■ **WHAT YOU HAVE TO DO**: State the number of lines below in which the word "StorageAdapter" appears. Nothing else belongs in the answer.

Dataset entries
---------------
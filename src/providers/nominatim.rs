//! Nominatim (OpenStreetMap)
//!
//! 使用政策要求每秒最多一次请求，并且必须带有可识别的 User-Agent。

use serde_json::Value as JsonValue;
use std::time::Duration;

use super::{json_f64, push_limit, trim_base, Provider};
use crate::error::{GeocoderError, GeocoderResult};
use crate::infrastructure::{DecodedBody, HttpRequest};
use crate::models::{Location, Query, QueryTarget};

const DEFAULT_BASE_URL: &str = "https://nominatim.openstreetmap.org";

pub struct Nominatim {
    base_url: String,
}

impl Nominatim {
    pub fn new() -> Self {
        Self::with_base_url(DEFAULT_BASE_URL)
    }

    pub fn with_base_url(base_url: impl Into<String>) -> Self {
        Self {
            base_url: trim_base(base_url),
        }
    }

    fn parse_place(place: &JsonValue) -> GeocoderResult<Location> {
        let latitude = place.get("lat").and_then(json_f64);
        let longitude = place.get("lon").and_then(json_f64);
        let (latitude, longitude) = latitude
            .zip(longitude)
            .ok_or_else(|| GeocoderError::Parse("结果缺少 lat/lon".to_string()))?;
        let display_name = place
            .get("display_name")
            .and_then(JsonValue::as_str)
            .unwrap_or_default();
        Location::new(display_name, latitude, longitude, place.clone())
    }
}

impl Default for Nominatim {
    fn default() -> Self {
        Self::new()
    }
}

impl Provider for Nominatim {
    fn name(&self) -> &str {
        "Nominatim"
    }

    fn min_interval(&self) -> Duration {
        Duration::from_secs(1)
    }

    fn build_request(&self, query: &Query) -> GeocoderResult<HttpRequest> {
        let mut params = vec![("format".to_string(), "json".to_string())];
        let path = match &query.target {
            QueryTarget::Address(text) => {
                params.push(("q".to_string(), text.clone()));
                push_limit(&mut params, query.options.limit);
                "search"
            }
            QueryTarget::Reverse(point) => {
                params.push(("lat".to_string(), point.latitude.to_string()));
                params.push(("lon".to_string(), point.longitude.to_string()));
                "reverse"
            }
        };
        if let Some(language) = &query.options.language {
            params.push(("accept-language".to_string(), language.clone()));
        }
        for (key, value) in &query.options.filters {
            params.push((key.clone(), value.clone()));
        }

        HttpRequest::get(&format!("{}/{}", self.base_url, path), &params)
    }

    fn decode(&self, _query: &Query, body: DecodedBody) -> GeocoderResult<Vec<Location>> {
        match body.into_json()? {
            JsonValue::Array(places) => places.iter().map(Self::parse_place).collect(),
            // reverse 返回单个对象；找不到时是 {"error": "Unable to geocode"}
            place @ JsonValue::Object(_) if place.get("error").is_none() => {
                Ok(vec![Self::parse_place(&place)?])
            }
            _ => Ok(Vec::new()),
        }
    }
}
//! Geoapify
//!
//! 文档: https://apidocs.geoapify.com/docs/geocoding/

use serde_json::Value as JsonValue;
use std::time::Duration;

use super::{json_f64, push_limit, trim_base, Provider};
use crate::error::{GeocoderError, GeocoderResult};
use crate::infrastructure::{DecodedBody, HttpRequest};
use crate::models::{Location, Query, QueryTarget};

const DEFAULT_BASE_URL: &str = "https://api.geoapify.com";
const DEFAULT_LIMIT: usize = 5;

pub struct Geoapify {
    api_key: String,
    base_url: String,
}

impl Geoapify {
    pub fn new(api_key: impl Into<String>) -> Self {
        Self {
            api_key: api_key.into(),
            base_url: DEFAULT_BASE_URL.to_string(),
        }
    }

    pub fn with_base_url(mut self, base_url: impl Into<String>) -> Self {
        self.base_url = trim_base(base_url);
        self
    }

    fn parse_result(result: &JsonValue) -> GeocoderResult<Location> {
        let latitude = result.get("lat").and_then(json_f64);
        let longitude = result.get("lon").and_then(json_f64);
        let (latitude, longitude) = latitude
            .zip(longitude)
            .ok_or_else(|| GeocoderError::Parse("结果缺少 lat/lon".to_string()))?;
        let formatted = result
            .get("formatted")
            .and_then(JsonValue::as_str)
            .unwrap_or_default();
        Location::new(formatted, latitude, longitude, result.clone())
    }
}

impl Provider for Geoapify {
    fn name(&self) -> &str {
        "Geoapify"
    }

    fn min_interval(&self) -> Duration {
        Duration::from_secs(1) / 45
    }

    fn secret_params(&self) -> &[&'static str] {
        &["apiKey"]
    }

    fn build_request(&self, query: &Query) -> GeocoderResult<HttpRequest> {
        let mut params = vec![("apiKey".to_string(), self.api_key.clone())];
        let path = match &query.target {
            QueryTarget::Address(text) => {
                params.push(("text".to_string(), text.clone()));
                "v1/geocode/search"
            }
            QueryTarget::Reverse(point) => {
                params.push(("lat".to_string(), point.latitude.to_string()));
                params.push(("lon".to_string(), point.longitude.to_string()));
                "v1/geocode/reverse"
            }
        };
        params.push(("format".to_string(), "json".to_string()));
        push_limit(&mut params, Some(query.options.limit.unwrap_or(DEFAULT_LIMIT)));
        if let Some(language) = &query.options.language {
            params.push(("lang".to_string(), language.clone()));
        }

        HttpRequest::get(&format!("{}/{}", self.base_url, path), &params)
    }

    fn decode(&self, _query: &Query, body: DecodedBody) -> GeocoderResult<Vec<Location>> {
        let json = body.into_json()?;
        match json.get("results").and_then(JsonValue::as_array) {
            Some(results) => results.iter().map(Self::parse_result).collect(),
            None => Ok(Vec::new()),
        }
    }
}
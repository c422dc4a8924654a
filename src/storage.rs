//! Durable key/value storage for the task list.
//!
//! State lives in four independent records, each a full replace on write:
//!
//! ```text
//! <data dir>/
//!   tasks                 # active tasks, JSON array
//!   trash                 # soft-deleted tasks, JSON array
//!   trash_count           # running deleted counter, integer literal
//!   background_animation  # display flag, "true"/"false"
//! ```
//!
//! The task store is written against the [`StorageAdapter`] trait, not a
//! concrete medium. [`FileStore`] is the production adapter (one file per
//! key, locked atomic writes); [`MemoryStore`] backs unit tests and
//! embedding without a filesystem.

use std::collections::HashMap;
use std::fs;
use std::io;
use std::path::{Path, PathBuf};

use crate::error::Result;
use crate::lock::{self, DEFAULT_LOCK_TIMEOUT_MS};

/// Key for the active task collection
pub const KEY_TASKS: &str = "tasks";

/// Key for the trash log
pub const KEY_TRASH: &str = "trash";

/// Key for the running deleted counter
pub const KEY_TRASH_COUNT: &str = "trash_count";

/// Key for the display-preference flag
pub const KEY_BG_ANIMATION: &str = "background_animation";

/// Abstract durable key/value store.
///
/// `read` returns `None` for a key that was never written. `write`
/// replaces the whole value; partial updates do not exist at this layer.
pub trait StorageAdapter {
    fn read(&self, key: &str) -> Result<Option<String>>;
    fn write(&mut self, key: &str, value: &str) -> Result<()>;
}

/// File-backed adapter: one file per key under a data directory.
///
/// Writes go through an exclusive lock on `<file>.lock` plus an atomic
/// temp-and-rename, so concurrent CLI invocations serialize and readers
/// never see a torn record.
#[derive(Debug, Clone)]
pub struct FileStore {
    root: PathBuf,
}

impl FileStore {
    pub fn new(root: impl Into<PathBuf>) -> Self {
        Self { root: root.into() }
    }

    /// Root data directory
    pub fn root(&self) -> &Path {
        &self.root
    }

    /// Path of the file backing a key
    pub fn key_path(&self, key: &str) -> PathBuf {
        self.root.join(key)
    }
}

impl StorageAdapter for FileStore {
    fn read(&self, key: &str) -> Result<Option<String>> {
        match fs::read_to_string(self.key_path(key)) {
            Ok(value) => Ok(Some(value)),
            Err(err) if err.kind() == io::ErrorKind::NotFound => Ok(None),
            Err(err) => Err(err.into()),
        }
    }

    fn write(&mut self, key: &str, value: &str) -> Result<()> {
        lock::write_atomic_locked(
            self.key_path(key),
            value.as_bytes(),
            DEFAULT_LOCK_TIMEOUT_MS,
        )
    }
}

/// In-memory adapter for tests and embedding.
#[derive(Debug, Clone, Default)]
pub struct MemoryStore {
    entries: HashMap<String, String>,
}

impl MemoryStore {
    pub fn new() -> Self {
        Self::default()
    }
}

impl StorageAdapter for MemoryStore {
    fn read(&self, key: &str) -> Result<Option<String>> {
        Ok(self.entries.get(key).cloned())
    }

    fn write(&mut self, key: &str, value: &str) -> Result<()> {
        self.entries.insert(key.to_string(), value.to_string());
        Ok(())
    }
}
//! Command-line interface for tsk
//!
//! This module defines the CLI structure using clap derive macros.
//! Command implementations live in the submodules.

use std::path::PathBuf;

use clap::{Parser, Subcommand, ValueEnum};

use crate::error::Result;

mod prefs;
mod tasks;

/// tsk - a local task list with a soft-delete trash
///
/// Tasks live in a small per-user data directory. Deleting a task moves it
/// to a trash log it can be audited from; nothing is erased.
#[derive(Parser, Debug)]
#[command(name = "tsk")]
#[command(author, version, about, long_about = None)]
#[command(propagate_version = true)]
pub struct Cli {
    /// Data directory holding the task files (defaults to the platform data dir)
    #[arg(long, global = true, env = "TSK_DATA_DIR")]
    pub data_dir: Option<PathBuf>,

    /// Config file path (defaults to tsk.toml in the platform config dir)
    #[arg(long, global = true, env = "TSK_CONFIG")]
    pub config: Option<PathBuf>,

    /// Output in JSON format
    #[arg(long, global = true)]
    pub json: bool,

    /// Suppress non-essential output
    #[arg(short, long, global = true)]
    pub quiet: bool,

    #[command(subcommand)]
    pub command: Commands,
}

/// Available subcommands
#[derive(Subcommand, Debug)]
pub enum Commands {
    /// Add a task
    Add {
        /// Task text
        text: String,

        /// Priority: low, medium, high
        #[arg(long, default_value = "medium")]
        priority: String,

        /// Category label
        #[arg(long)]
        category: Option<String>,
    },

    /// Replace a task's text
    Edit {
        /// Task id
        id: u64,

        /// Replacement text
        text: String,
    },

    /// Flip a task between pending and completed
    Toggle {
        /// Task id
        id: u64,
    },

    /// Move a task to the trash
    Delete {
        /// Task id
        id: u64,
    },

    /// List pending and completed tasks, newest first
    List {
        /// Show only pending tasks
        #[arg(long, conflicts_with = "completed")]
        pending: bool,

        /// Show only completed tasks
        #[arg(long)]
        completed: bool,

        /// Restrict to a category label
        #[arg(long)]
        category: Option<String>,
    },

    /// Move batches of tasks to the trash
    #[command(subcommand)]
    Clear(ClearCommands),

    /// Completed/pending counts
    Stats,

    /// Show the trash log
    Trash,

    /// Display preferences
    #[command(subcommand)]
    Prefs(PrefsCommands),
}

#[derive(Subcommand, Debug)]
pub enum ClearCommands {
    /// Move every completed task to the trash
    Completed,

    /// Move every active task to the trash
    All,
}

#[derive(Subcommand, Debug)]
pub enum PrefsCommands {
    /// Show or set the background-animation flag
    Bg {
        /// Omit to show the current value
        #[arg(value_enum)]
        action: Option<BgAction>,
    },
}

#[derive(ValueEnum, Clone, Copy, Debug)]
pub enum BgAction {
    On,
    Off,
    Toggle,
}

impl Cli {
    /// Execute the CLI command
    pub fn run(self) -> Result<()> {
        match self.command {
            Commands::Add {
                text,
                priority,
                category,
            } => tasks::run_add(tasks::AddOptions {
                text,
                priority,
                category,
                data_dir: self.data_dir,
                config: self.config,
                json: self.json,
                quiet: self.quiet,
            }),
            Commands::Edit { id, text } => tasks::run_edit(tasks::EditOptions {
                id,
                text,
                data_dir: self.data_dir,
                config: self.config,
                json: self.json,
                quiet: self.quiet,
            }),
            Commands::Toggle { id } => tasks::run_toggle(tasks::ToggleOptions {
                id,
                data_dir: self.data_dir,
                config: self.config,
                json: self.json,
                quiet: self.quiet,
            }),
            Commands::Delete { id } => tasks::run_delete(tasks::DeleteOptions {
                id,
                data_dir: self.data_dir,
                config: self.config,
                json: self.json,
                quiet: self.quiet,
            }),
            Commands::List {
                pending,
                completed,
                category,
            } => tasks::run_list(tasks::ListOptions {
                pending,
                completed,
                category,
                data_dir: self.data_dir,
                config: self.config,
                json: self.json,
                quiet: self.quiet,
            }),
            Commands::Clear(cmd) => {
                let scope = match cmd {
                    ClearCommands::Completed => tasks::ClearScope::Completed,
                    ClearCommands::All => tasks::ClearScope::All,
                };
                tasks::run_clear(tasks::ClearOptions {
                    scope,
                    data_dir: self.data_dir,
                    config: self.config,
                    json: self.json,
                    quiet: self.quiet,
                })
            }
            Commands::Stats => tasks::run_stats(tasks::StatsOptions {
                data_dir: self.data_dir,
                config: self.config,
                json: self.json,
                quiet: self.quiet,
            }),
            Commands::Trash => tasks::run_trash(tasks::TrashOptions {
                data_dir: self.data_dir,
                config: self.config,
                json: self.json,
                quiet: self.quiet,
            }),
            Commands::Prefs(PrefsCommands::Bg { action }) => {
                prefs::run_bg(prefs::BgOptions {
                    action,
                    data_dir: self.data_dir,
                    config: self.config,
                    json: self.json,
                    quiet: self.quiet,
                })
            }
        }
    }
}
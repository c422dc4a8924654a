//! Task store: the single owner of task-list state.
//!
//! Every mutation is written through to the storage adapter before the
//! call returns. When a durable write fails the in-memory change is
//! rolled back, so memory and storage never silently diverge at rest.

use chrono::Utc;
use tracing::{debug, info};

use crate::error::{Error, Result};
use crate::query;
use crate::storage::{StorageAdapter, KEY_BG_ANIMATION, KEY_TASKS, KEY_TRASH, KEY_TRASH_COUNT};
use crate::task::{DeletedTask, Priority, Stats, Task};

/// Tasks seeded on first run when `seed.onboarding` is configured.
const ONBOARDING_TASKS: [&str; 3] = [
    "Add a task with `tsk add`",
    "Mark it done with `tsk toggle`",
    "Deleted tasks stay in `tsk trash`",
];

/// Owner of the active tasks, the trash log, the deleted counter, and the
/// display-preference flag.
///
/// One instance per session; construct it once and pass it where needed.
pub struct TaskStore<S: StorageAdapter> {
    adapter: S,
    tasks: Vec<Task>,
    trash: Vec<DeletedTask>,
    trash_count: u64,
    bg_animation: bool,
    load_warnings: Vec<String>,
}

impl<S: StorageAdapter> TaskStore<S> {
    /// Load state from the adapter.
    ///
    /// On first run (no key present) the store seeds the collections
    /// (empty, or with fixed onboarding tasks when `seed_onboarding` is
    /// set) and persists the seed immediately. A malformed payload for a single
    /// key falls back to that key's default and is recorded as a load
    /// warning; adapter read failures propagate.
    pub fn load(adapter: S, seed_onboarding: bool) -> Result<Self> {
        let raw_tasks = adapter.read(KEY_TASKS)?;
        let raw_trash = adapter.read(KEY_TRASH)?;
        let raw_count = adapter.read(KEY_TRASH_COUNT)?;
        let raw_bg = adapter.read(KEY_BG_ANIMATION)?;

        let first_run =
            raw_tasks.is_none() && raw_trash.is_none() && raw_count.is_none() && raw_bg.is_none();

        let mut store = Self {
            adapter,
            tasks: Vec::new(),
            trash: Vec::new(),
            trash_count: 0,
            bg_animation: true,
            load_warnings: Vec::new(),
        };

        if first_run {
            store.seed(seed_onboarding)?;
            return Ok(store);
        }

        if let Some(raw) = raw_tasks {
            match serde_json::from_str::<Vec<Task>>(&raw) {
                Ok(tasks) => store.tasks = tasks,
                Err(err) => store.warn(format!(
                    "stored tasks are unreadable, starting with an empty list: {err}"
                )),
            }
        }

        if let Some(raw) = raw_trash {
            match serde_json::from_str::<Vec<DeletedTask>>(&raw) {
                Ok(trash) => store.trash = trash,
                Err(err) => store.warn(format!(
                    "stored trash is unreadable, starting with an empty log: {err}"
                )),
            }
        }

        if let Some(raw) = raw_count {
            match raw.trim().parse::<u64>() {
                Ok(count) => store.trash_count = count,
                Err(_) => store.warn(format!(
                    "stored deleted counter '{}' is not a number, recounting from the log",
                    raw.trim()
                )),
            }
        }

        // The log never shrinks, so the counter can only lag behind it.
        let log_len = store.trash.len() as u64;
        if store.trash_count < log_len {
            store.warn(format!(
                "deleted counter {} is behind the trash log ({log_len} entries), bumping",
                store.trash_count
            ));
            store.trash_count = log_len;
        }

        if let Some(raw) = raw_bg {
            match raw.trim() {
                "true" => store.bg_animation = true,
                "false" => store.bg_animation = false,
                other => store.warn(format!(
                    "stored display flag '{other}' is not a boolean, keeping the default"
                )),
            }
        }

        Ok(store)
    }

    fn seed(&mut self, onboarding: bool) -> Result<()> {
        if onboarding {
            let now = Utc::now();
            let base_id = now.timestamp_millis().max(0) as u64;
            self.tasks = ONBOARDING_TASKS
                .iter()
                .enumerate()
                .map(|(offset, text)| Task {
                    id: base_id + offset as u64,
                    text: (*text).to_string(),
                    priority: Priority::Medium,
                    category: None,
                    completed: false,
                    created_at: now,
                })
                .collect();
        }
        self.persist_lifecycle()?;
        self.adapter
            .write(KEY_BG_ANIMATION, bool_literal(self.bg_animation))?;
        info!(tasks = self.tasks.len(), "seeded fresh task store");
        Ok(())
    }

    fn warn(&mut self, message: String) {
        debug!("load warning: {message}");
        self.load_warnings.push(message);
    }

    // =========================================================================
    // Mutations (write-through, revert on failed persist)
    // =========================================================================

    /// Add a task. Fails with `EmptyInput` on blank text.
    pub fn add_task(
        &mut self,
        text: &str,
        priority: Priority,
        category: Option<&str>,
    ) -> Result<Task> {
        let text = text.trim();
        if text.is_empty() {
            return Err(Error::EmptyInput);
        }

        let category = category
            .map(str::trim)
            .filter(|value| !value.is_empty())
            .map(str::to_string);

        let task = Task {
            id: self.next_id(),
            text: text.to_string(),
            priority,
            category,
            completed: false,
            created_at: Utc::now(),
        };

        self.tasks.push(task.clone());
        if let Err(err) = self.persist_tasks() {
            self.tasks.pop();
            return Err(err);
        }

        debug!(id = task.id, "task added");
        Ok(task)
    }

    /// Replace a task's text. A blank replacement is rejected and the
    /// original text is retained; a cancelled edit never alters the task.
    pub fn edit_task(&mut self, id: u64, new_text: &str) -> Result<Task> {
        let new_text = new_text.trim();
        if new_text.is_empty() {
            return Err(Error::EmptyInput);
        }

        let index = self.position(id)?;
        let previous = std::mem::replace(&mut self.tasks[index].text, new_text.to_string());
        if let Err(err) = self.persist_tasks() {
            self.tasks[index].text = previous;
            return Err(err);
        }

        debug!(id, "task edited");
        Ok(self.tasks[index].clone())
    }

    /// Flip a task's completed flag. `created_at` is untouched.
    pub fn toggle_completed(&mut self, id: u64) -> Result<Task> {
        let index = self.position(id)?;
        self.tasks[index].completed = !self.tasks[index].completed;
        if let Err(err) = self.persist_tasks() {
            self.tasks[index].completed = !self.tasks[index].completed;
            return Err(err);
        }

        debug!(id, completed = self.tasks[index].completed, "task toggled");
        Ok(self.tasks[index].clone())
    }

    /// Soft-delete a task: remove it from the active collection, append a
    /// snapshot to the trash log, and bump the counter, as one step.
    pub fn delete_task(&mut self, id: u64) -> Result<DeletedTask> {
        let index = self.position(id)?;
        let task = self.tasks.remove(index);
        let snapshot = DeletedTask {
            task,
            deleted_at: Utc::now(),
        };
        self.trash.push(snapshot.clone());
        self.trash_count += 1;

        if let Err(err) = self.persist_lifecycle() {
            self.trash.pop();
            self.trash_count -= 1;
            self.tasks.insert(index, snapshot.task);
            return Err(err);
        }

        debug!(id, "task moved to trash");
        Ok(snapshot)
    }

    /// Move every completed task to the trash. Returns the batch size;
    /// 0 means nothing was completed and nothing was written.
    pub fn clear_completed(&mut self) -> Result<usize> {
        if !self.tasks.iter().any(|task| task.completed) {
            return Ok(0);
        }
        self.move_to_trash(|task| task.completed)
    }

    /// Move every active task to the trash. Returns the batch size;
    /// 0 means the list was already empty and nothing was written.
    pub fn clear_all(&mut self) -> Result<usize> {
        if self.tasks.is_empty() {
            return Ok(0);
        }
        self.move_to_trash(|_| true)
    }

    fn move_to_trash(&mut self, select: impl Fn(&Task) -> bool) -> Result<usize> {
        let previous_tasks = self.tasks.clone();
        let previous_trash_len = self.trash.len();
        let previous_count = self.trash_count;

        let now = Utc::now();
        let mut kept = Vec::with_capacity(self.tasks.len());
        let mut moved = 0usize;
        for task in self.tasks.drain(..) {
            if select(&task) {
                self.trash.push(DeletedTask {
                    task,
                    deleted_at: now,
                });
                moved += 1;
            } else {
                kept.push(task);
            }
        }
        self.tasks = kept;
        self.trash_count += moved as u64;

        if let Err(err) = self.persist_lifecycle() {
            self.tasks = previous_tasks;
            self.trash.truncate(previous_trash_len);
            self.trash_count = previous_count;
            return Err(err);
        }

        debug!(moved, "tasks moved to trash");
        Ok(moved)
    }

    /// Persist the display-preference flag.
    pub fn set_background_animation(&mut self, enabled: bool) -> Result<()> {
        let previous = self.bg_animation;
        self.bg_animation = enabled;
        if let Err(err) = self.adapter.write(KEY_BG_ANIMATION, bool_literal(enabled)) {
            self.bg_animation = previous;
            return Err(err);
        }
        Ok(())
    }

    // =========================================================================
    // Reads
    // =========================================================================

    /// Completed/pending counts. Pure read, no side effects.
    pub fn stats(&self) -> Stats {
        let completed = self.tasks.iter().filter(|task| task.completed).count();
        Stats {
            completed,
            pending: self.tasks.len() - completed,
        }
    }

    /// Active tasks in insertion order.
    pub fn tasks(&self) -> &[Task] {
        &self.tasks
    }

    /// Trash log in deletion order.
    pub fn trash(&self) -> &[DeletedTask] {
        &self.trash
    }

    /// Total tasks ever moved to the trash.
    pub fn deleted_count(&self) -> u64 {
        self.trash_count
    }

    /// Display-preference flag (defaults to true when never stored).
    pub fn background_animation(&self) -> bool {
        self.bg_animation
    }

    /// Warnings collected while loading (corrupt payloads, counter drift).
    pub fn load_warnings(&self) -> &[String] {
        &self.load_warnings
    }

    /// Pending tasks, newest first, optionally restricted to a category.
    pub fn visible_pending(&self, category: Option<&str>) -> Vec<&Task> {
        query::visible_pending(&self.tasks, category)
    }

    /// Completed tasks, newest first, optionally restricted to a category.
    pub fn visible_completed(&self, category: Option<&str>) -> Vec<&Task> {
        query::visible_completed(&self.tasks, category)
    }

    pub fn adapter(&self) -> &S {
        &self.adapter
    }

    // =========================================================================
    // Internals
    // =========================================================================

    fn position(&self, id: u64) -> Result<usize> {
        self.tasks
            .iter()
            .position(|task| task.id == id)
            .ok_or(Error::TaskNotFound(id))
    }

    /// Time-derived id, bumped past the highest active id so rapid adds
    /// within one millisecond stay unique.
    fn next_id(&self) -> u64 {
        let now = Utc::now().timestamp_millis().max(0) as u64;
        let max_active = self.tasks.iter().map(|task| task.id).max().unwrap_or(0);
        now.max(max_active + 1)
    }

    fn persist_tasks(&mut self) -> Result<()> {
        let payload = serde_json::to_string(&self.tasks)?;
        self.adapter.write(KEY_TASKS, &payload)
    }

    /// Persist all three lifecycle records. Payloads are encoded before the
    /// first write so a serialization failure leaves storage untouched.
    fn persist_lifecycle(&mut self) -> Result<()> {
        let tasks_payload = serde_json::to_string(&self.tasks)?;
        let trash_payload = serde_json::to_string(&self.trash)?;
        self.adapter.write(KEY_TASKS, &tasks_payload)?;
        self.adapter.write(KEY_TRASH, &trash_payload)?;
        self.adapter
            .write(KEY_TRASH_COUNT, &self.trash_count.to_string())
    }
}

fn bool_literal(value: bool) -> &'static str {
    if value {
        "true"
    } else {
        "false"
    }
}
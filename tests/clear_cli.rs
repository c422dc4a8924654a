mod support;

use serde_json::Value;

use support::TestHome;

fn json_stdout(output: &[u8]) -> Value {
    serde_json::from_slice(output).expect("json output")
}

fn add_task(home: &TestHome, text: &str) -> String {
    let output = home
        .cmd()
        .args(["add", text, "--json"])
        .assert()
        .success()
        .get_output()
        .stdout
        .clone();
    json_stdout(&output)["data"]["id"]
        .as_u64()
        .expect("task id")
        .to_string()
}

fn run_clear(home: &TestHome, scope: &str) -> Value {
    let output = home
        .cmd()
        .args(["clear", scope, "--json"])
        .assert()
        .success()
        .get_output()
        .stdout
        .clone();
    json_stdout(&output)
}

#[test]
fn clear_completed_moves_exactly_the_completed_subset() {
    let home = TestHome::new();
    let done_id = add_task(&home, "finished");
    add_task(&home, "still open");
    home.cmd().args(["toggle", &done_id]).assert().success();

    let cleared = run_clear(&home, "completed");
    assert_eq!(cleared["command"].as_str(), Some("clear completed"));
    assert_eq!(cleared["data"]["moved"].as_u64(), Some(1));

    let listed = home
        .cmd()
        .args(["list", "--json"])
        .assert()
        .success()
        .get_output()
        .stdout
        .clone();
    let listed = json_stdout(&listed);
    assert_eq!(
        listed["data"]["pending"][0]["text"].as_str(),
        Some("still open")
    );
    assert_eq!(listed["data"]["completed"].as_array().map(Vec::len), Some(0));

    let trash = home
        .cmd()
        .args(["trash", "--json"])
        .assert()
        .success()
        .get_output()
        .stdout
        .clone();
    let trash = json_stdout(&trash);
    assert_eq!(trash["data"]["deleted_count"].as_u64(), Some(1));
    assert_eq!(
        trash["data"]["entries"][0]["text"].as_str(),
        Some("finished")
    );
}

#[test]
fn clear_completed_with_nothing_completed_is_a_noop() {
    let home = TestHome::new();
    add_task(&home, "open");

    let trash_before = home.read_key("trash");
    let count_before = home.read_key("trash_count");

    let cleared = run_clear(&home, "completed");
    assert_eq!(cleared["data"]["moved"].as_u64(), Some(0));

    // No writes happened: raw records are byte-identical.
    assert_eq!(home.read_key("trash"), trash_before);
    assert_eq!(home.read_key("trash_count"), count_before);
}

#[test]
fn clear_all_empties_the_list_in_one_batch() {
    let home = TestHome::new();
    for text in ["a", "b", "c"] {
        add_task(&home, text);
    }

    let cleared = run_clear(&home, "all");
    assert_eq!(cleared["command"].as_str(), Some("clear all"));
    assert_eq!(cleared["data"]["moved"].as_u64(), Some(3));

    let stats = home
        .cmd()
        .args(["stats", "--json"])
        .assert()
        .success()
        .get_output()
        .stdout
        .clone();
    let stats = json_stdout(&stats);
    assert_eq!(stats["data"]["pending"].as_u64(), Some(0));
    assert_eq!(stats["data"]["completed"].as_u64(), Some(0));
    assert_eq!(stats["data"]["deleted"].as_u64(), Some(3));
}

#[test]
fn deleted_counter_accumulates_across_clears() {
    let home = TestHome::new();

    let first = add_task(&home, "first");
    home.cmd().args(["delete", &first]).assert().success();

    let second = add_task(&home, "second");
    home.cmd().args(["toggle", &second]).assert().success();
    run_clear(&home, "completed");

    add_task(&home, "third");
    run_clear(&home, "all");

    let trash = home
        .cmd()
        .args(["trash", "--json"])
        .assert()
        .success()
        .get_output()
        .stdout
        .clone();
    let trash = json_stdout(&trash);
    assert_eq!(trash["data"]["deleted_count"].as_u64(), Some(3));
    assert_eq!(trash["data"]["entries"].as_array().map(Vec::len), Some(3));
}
---------------
■ **EXERCISE SOLUTION**: 7